Ich aber bin allein. Im Augenblick bin ich auch lieber allein: Wenn ich jetzt versuche, die Einsamkeit zu vermeiden, werde ich nie wieder einen Partner finden. Akzeptiere ich sie, anstatt gegen sie anzukämpfen, gibt es vielleicht eine Veränderung. Ich habe erkannt, daß das Gefühl von Einsamkeit stärker wird, wenn wir versuchen, es zu bekämpfen – daß es aber schwächer wird, wenn wir es einfach nicht beachten.«

»Haben Sie sich der Gruppe angeschlossen, weil Sie Liebe suchen?«

»Das wäre sicher ein guter Grund, aber die Antwort ist Nein. Ich habe mich der Gruppe angeschlossen, weil ich auf der Suche nach einem Sinn für mein Leben bin, der nicht einzig und allein Viorel sein sollte, denn ich fürchte, daß ich Viorel schaden könnte, entweder durch übertriebene Fürsorge, oder weil ich alle Träume, die ich selber nicht verwirklichen kann, auf ihn projiziere. Neulich habe ich mich, als ich tanzte, geheilt gefühlt. Wäre es um ein körperliches Gebrechen gegangen, hätte man es ein Wunder genannt. Aber es war etwas Geistiges, das mich gequält hatte und plötzlich nicht mehr da war.«

Ich wußte, wovon sie sprach.

»Niemand hat mich gelehrt, zum Klang dieser Musik zu tanzen«, fuhr Athena fort. »Aber etwas sagt mir, daß ich es richtig mache.«

»Man braucht es nicht zu lernen. Erinnern Sie sich an unseren Spaziergang im Park und an das, was wir gesehen haben? Die Natur schafft den Rhythmus und paßt sich ihm ständig an.«

»Niemand hat mich gelehrt zu lieben. Aber ich habe bereits Gott geliebt und auch meinen Ehemann, und ich liebe meinen Sohn und meine Familie. Und dennoch fehlt etwas. Obwohl ich durch das Tanzen müde werde, ist es so, als gelangte ich dadurch in einen Zustand der Gnade, in eine ekstatische Verzückung. Ich wollte, diese Ekstase hielte den ganzen Tag über an und könnte mir finden helfen, was mir fehlt: die Liebe eines Mannes.

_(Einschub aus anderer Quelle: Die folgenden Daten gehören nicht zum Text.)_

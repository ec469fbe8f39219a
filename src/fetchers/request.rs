use log::debug;
use reqwest::blocking::Client;
use reqwest::header::{HeaderMap, HeaderValue, ACCEPT, ACCEPT_LANGUAGE, REFERER, USER_AGENT};
use reqwest::StatusCode;
use std::time::Duration;

use super::Fetch;
use crate::config::FetchConfig;
use crate::error::MenuError;

/// Blocking HTTP fetcher with a persistent, browser-like client identity.
///
/// The underlying client keeps its connection pool between requests, so
/// one instance should serve a whole batch.
#[derive(Debug)]
pub struct HttpFetcher {
    client: Client,
}

impl HttpFetcher {
    pub fn new(config: &FetchConfig) -> Result<Self, MenuError> {
        let mut headers = HeaderMap::new();
        headers.insert(USER_AGENT, HeaderValue::from_str(&config.user_agent)?);
        headers.insert(ACCEPT, HeaderValue::from_str(&config.accept)?);
        headers.insert(
            ACCEPT_LANGUAGE,
            HeaderValue::from_str(&config.accept_language)?,
        );
        headers.insert("Upgrade-Insecure-Requests", HeaderValue::from_static("1"));

        let client = Client::builder()
            .default_headers(headers)
            .tcp_keepalive(Duration::from_secs(60))
            .timeout(config.label_timeout().max(config.menu_timeout()))
            .build()?;

        Ok(Self { client })
    }
}

impl Fetch for HttpFetcher {
    fn fetch(&self, url: &str, referer: &str, timeout: Duration) -> Result<String, MenuError> {
        debug!("GET {} (timeout {:?})", url, timeout);

        let response = self
            .client
            .get(url)
            .header(REFERER, referer)
            .timeout(timeout)
            .send()?;

        let status = response.status();
        if status == StatusCode::NOT_FOUND {
            return Err(MenuError::NotFound(url.to_string()));
        }
        if !status.is_success() {
            return Err(MenuError::Status {
                status: status.as_u16(),
                url: url.to_string(),
            });
        }

        Ok(response.text()?)
    }
}
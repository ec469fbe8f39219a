use std::time::Duration;

use url::Url;

use crate::error::MenuError;

mod request;

pub use request::HttpFetcher;

/// Retrieves raw page content.
///
/// Implemented by [`HttpFetcher`] for the real origin; tests substitute
/// in-memory transports.
pub trait Fetch {
    fn fetch(&self, url: &str, referer: &str, timeout: Duration) -> Result<String, MenuError>;
}

impl<F: Fetch + ?Sized> Fetch for &F {
    fn fetch(&self, url: &str, referer: &str, timeout: Duration) -> Result<String, MenuError> {
        (**self).fetch(url, referer, timeout)
    }
}

/// Resolve a possibly relative locator against the base origin.
///
/// Absolute `http(s)` locators are returned unchanged.
pub fn resolve_url(base: &str, reference: &str) -> Result<String, MenuError> {
    let reference = reference.trim();
    let lower = reference.to_ascii_lowercase();
    if lower.starts_with("http://") || lower.starts_with("https://") {
        return Ok(reference.to_string());
    }
    let base = Url::parse(base)?;
    Ok(base.join(reference)?.to_string())
}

Während ich tanze, kann ich das Herz dieses Mannes sehen, sein Gesicht aber nicht. Ich spüre, daß er nicht weit ist, und deshalb muß ich aufmerksam sein. Ich muß morgens tanzen, damit ich den restlichen Tag über auf alles achte, was mich umgibt.«

»Wissen Sie eigentlich, was das Wort >Ekstase< bedeutet? Es stammt aus dem Griechischen und bedeutet >aus sich heraustreten<. Den ganzen Tag außerhalb seiner selbst verbringen hieße, vom Körper und von der Seele zu viel zu verlangen.«

»Ich werde es dennoch versuchen.«

Ich sah ein, daß eine Diskussion nichts bringen würde, und machte für sie eine Kopie des Tonbandes. Von da an wachte ich jeden Morgen vom Klang der Trommeln aus der Wohnung über mir auf. Ich konnte Athenas Schritte hören und fragte mich, wie sie nach einer Stunde in Trance ganz normal in einer Bank arbeiten konnte. Als wir uns einmal zufällig auf dem Flur trafen, lud ich sie auf einen Kaffee ein. Athena erzählte mir, sie habe das Tonband noch zweimal kopiert. Einige Arbeitskollegen hätten sich ihrer Suche nach dem Weg des Scheitelpunkts angeschlossen.